Wednesday, November 8, 2017

Memphis Tour Service Includes MS Blues Museum

By Connie White - Clarksdale, MS Press Register - April 23, 1980

Back in 1960 when John F. Kennedy ran for President, his platform called for a "New Frontier."

Ernie Lubiani, of Memphis, believes In new frontiers too, but his subject is tourism not politics — and his "New Frontier" is Clarksdale. Lubiani lived in Clarksdale when he was a small boy, his parents moved to Memphis, but he still has relatives here. He read about the Carnegie Public Library's Delta Blues Museum in a newspaper and decided to come down and look it over.

Good idea

Lubiani minces no words in expressing his feelings about the museum, located at the Myrtle Hall Branch of the library system. "What you have here is probably the best idea I've ever seen for this community," Lubiani said.

And Lubiani knows a good tourism idea when he sees it. Lubiani had a degree in restaurant and motel management when he decided to return to Memphis State to study tourism. He has a degree from the university In that subject, the first tourism degree the school ever awarded. After graduation, Lubiani founded Hospitality Services, a Memphis tour service, that handles the most popular Elvis Presley tours.

"Elvis Presley's death awakened the world to what is in this area," he said. Lubiani said that since Presley's death three million people have visited Memphis and those people have spent $385 million. "That's new money," he said. "It' didn't exist in the community before." Lubiani is planning to bring some of that "new money" to Clarksdale.

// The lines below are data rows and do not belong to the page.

//! Line parsing for embedded tracklists.
//!
//! Turns normalized text into validated [`Candidate`]s. Each line is trimmed,
//! filtered (length floor, noise headers), and tested against the ordered
//! [`LINE_PATTERNS`]; at most one candidate comes out of a line.
//!
//! # Example
//!
//! ```
//! use tracklist_core::parser::{ParseOptions, parse_tracklist};
//!
//! let outcome = parse_tracklist(
//!     "Tracklist:\n00:00 - Artist A - Song A\n03:25 - Artist B - Song B",
//!     &ParseOptions::description(),
//! );
//! assert_eq!(outcome.len(), 2);
//! assert_eq!(outcome.candidates[1].seconds, Some(205));
//! ```

mod error;
mod input;
mod patterns;
mod timestamp;

pub use error::TimestampError;
pub use input::{DEFAULT_MIN_LINE_LENGTH, ParseOptions, ParseOutcome};
pub use patterns::{LINE_PATTERNS, LineMatch, LinePattern, PatternKind, is_timestamp_token, match_line};
pub use timestamp::{parse_timestamp, timestamp_to_seconds};

use tracing::{debug, trace};

use crate::model::Candidate;
use crate::utils::collapse_whitespace;
use crate::validate::validate;

/// Header words that mark a line as noise rather than a track.
pub const NOISE_WORDS: [&str; 6] = [
    "tracklist",
    "setlist",
    "credits",
    "follow",
    "subscribe",
    "listen",
];

/// Parses normalized text into validated candidates.
///
/// `track_number` is a running counter that only advances on a match that
/// also passes validation, so accepted candidates are numbered 1..N in
/// discovery order.
#[tracing::instrument(skip(text, options), fields(source = %options.source_ref, text_len = text.len()))]
#[must_use]
pub fn parse_tracklist(text: &str, options: &ParseOptions) -> ParseOutcome {
    let mut outcome = ParseOutcome::default();

    if text.trim().is_empty() {
        debug!("empty text");
        return outcome;
    }

    let mut track_number: u32 = 0;
    for raw in text.lines() {
        let line = raw.trim();
        if line.is_empty() {
            continue;
        }
        outcome.lines_scanned += 1;

        if line.chars().count() < options.min_line_length || is_noise_line(line) {
            outcome.lines_skipped += 1;
            continue;
        }

        let Some(matched) = match_line(line) else {
            outcome.no_match += 1;
            trace!(line, "no pattern matched");
            continue;
        };

        let artist = clean_field(&matched.artist);
        let title = clean_field(&matched.title);
        let seconds = matched.timestamp_text.as_deref().map(timestamp_to_seconds);

        let candidate = Candidate {
            raw_line: line.to_string(),
            timestamp_text: matched.timestamp_text,
            seconds,
            artist,
            title,
            source_type: options.source_type,
            source_ref: options.source_ref.clone(),
            track_number: track_number + 1,
        };

        match validate(candidate) {
            Ok(validated) => {
                track_number += 1;
                trace!(
                    kind = %matched.kind,
                    track_number,
                    artist = %validated.artist,
                    title = %validated.title,
                    "candidate accepted"
                );
                outcome.candidates.push(validated);
            }
            Err(reason) => {
                outcome.rejected += 1;
                debug!(line, kind = %matched.kind, %reason, "candidate rejected");
            }
        }
    }

    debug!(
        candidates = outcome.candidates.len(),
        lines = outcome.lines_scanned,
        skipped = outcome.lines_skipped,
        no_match = outcome.no_match,
        rejected = outcome.rejected,
        "parsing complete"
    );

    outcome
}

/// Returns true if the line opens with a noise header word (`Tracklist:`,
/// `Follow me on ...`, `🎵 Listen on Spotify`).
///
/// Lines opening with a digit (timestamps, ordinals) are never noise.
#[must_use]
pub fn is_noise_line(line: &str) -> bool {
    let rest = line.trim_start_matches(|c: char| !c.is_alphanumeric());
    let word: String = rest
        .chars()
        .take_while(|c| c.is_alphabetic())
        .flat_map(char::to_lowercase)
        .collect();
    !word.is_empty() && NOISE_WORDS.contains(&word.as_str())
}

/// Collapses whitespace and a duplicated half (`"그때 나는 그때 나는"`).
fn clean_field(value: &str) -> String {
    let collapsed = collapse_whitespace(value);
    let words: Vec<&str> = collapsed.split(' ').collect();
    if words.len() >= 4 && words.len() % 2 == 0 {
        let (first, second) = words.split_at(words.len() / 2);
        if first == second {
            return first.join(" ");
        }
    }
    collapsed
}
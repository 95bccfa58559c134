//! Text normalization for description and comment bodies.
//!
//! Comment bodies arrive as HTML fragments (`<br>`, `<a href>`), descriptions as
//! plain text with mixed line endings. [`normalize_text`] turns either into plain
//! text with `\n` line breaks that the line parser can split on.

use std::sync::LazyLock;

use regex::Regex;

use crate::utils::compile_static_regex;

static BREAK_TAG_RE: LazyLock<Regex> =
    LazyLock::new(|| compile_static_regex(r"(?i)<\s*br\s*/?\s*>|<\s*/\s*p\s*>"));

static TAG_RE: LazyLock<Regex> = LazyLock::new(|| compile_static_regex(r"<[^<>]*>"));

static BLANK_RUN_RE: LazyLock<Regex> =
    LazyLock::new(|| compile_static_regex(r"\n(?:[ \t]*\n){3,}"));

/// Entity table; `&amp;` is decoded last so `&amp;lt;` yields `&lt;`, not `<`.
const ENTITIES: [(&str, &str); 7] = [
    ("&lt;", "<"),
    ("&gt;", ">"),
    ("&quot;", "\""),
    ("&#39;", "'"),
    ("&#x27;", "'"),
    ("&nbsp;", " "),
    ("&amp;", "&"),
];

/// Normalizes raw description/comment text into plain text.
///
/// - line endings (`\r\n`, `\r`) become `\n`
/// - `<br>` and `</p>` become line breaks, every other tag is removed
/// - common HTML entities are decoded
/// - runs of three or more blank lines collapse to a single blank line
///
/// Never fails; malformed markup degrades to best-effort cleaned text.
///
/// # Example
///
/// ```
/// use tracklist_core::text::normalize_text;
///
/// let text = normalize_text("00:00 <b>Artist</b> - Song<br>03:10 Other &amp; Co - Tune");
/// assert_eq!(text, "00:00 Artist - Song\n03:10 Other & Co - Tune");
/// ```
#[must_use]
pub fn normalize_text(raw: &str) -> String {
    let text = raw.replace("\r\n", "\n").replace('\r', "\n");
    let text = BREAK_TAG_RE.replace_all(&text, "\n");
    let text = TAG_RE.replace_all(&text, "");
    let decoded = decode_entities(&text);
    // Decoding can surface tag syntax that was escaped in the source.
    let text = TAG_RE.replace_all(&decoded, "");
    BLANK_RUN_RE.replace_all(&text, "\n\n").into_owned()
}

fn decode_entities(text: &str) -> String {
    ENTITIES
        .iter()
        .fold(text.to_string(), |acc, (entity, replacement)| {
            acc.replace(entity, replacement)
        })
}

#[cfg(test)]
mod tests {
    use super::*;

    #[test]
    fn test_normalize_strips_tags() {
        let out = normalize_text(r#"<a href="https://x.y/watch?t=10">00:10</a> Artist - Song"#);
        assert_eq!(out, "00:10 Artist - Song");
        assert!(!out.contains('<'));
    }

    #[test]
    fn test_normalize_br_variants_become_newlines() {
        assert_eq!(normalize_text("a<br>b<BR/>c<br />d"), "a\nb\nc\nd");
    }

    #[test]
    fn test_normalize_decodes_entities() {
        assert_eq!(
            normalize_text("Simon &amp; Garfunkel &quot;The Boxer&quot; &#39;69 &lt;3"),
            "Simon & Garfunkel \"The Boxer\" '69 <3"
        );
    }

    #[test]
    fn test_normalize_amp_decoded_once() {
        assert_eq!(normalize_text("&amp;lt;"), "&lt;");
    }

    #[test]
    fn test_normalize_escaped_tags_do_not_survive() {
        let out = normalize_text("<i>x</i> &lt;b&gt;bold&lt;/b&gt;");
        assert_eq!(out, "x bold");
    }

    #[test]
    fn test_normalize_line_endings() {
        assert_eq!(normalize_text("a\r\nb\rc\nd"), "a\nb\nc\nd");
    }

    #[test]
    fn test_normalize_collapses_blank_runs() {
        assert_eq!(normalize_text("a\n\n\n\n\nb"), "a\n\nb");
        assert_eq!(normalize_text("a\n \n\t\n\n\nb"), "a\n\nb");
        assert_eq!(normalize_text("a\n\n\n\nb"), "a\n\nb", "three blank lines collapse");
        assert_eq!(normalize_text("a\n\n\nb"), "a\n\n\nb", "two blank lines stay");
        assert_eq!(normalize_text("a\n\nb"), "a\n\nb");
    }

    #[test]
    fn test_normalize_unclosed_angle_bracket_kept() {
        assert_eq!(normalize_text("a < b"), "a < b");
    }

    #[test]
    fn test_normalize_empty() {
        assert_eq!(normalize_text(""), "");
    }
}
//! CLI argument definitions using clap derive macros.

use std::path::PathBuf;

use clap::Parser;

use tracklist_core::ExtractionConfig;

/// Extract a structured tracklist from a mix's description and comments.
///
/// Reads a JSON document `{"description": "...", "topComments": [{"text":
/// "...", "engagementScore": 12.5}]}` from INPUT or stdin (or fetches it from
/// YouTube with --fetch), resolves every track and prints the result as JSON.
#[derive(Parser, Debug)]
#[command(name = "tracklist")]
#[command(author, version, about)]
pub struct Args {
    /// JSON text-source document; `-` or omitted reads stdin
    pub input: Option<PathBuf>,

    /// Identifier of the media item (defaults to the input file stem)
    #[arg(long)]
    pub source_id: Option<String>,

    /// Fetch description and comments for --source-id from YouTube instead of reading INPUT
    #[arg(long, requires = "source_id")]
    pub fetch: bool,

    /// YouTube Data API key
    #[arg(long, env = "YT_API_KEY", hide_env_values = true)]
    pub api_key: Option<String>,

    /// Skip search; every track gets a fallback search link
    #[arg(long)]
    pub offline: bool,

    /// TOML config file; command-line flags override its values
    #[arg(long)]
    pub config: Option<PathBuf>,

    /// Merge window in seconds for near-duplicate tracks
    #[arg(short = 'w', long)]
    pub merge_window: Option<u32>,

    /// Minimum tracks for a source to qualify
    #[arg(short = 't', long, value_parser = clap::value_parser!(u64).range(1..))]
    pub threshold: Option<u64>,

    /// Number of top comments to scan (0-100)
    #[arg(short = 'n', long, value_parser = clap::value_parser!(u8).range(0..=100))]
    pub max_comments: Option<u8>,

    /// Maximum concurrent lookups (1-100)
    #[arg(short = 'c', long, value_parser = clap::value_parser!(u8).range(1..=100))]
    pub concurrency: Option<u8>,

    /// Per-lookup timeout in milliseconds (1-120000)
    #[arg(long, value_parser = clap::value_parser!(u64).range(1..=120_000))]
    pub timeout_ms: Option<u64>,

    /// Overall resolution deadline in milliseconds
    #[arg(long, value_parser = clap::value_parser!(u64).range(1..))]
    pub deadline_ms: Option<u64>,

    /// Return the tracks resolved so far when the deadline fires
    #[arg(long)]
    pub allow_partial: bool,

    /// Print compact instead of pretty JSON
    #[arg(long)]
    pub compact: bool,

    /// Increase output verbosity (-v for debug, -vv for trace)
    #[arg(short, long, action = clap::ArgAction::Count)]
    pub verbose: u8,

    /// Suppress non-error output
    #[arg(short, long)]
    pub quiet: bool,
}

impl Args {
    /// Applies command-line overrides on top of `config`.
    pub fn apply_overrides(&self, config: &mut ExtractionConfig) {
        if let Some(window) = self.merge_window {
            config.merge_window_seconds = window;
        }
        if let Some(threshold) = self.threshold {
            config.qualifying_threshold = usize::try_from(threshold).unwrap_or(usize::MAX);
        }
        if let Some(max_comments) = self.max_comments {
            config.max_comments_scanned = usize::from(max_comments);
        }
        if let Some(concurrency) = self.concurrency {
            config.resolution_concurrency = usize::from(concurrency);
        }
        if let Some(timeout_ms) = self.timeout_ms {
            config.per_call_timeout_ms = timeout_ms;
        }
        if let Some(deadline_ms) = self.deadline_ms {
            config.deadline_ms = Some(deadline_ms);
        }
        if self.allow_partial {
            config.allow_partial_results = true;
        }
    }

    /// The source id to report: `--source-id`, else the input file stem, else `stdin`.
    #[must_use]
    pub fn resolved_source_id(&self) -> String {
        if let Some(id) = &self.source_id {
            return id.clone();
        }
        self.input
            .as_deref()
            .filter(|path| path.as_os_str() != "-")
            .and_then(|path| path.file_stem())
            .map_or_else(|| "stdin".to_string(), |stem| stem.to_string_lossy().into_owned())
    }
}
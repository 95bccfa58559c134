//! Structural sanity checks for parsed candidates.
//!
//! Validation is purely a filter: a candidate is accepted as-is or rejected
//! with a [`RejectReason`]. Nothing is repaired or rewritten here.

use std::sync::LazyLock;

use regex::Regex;
use thiserror::Error;

use crate::model::{Candidate, ValidatedCandidate};
use crate::utils::compile_static_regex;

/// Minimum accepted length (in chars) for artist and title.
pub const MIN_FIELD_LEN: usize = 2;

/// Maximum accepted length (in chars) for artist and title.
pub const MAX_FIELD_LEN: usize = 100;

/// Generic placeholders such as `Track`, `track 3`, `Song #12`.
static PLACEHOLDER_RE: LazyLock<Regex> =
    LazyLock::new(|| compile_static_regex(r"(?i)^(?:track|song)\s*(?:#\s*)?\d*$"));

/// Why a candidate was rejected.
#[derive(Debug, Clone, Copy, PartialEq, Eq, Error)]
pub enum RejectReason {
    #[error("artist length {len} outside [{MIN_FIELD_LEN}, {MAX_FIELD_LEN}]")]
    ArtistLength { len: usize },

    #[error("title length {len} outside [{MIN_FIELD_LEN}, {MAX_FIELD_LEN}]")]
    TitleLength { len: usize },

    #[error("title is purely numeric")]
    NumericTitle,

    #[error("title looks like a URL")]
    UrlTitle,

    #[error("artist looks like a URL")]
    UrlArtist,

    #[error("artist is a generic placeholder")]
    PlaceholderArtist,

    #[error("title is a generic placeholder")]
    PlaceholderTitle,
}

/// Checks an `(artist, title)` pair against the structural rules.
///
/// # Errors
///
/// Returns the first [`RejectReason`] that applies, checked in this order:
/// lengths, numeric title, URL title/artist, placeholders.
pub fn validate_fields(artist: &str, title: &str) -> Result<(), RejectReason> {
    let artist = artist.trim();
    let title = title.trim();

    let artist_len = artist.chars().count();
    if !(MIN_FIELD_LEN..=MAX_FIELD_LEN).contains(&artist_len) {
        return Err(RejectReason::ArtistLength { len: artist_len });
    }
    let title_len = title.chars().count();
    if !(MIN_FIELD_LEN..=MAX_FIELD_LEN).contains(&title_len) {
        return Err(RejectReason::TitleLength { len: title_len });
    }

    if title.chars().all(|c| c.is_ascii_digit()) {
        return Err(RejectReason::NumericTitle);
    }
    if starts_with_http(title) {
        return Err(RejectReason::UrlTitle);
    }
    if starts_with_http(artist) {
        return Err(RejectReason::UrlArtist);
    }

    if PLACEHOLDER_RE.is_match(artist) {
        return Err(RejectReason::PlaceholderArtist);
    }
    if PLACEHOLDER_RE.is_match(title) {
        return Err(RejectReason::PlaceholderTitle);
    }

    Ok(())
}

/// Validates a candidate, wrapping it on success.
///
/// # Errors
///
/// Returns the [`RejectReason`] from [`validate_fields`].
pub fn validate(candidate: Candidate) -> Result<ValidatedCandidate, RejectReason> {
    validate_fields(&candidate.artist, &candidate.title)?;
    Ok(ValidatedCandidate::new(candidate))
}

fn starts_with_http(value: &str) -> bool {
    value
        .get(..4)
        .is_some_and(|prefix| prefix.eq_ignore_ascii_case("http"))
}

He was in town last week to take a look at the items that will be displayed in the blues museum's first big exhibition May 15. The items were collected by Don Nix, a Memphis record producer, and the library staff.

Tour package

In the next two months, Lubiani will be putting together a tour package linking the Delta Blues Museum to tours starting in Memphis. The local Chamber of Commerce is providing figures for Lubiani on the price of meals and hotel rooms for the tourists.

Lubiani is hoping to bring many European tourists to the Memphis/Clarksdale area. He says that this type of tourist has been to New York and Washington D.C. and is looking for more of America to see. The draw of Elvis Presley may at-tract that tourist to the Memphis area, and any music lover would want to see the "birthplace of the blues."

Impact noted

The impact of tourist dollars could mean a new avenue of income for the city, especially needed in this time of economic instability. "Every dollar spent in Clarksdale is going to turn over two and a half times," Lubiani said. And the incoming tourists will provide a bonanza for fast food stores, restaurants, motels, and something Clarksdale hasn't had much of — souvenir shops.

Lubiani would like to see each bus load of tourists spend as much time as possible in Clarksdale. "The more days they spend in town the more dollars they will spend," he said. "They'll walk around downtown and shop, buy souvenirs." "The smallest amount spent would probably be $400," Lubiani said. "That's if a tour just stopped in town for lunch, and it's just one tour." Lubiani said the incoming European tourists would probably require interpreters and local people with talent in various languages could find a place for added income.

More Self-Pride

He said the tourists might cause local Clarksdale folks to become more interested in the blues tradition. "They're more knowledgeable in the blues than we are," he said. "They'll tell you about Muddy Waters and W.C. Handy." "You don't realize the value of what you have in the Delta Blues Museum," Lubiani said. "People can have a little more self-pride, stand a little taller."

"Nashville may have country music," Lubiani said, "but we've got the blues."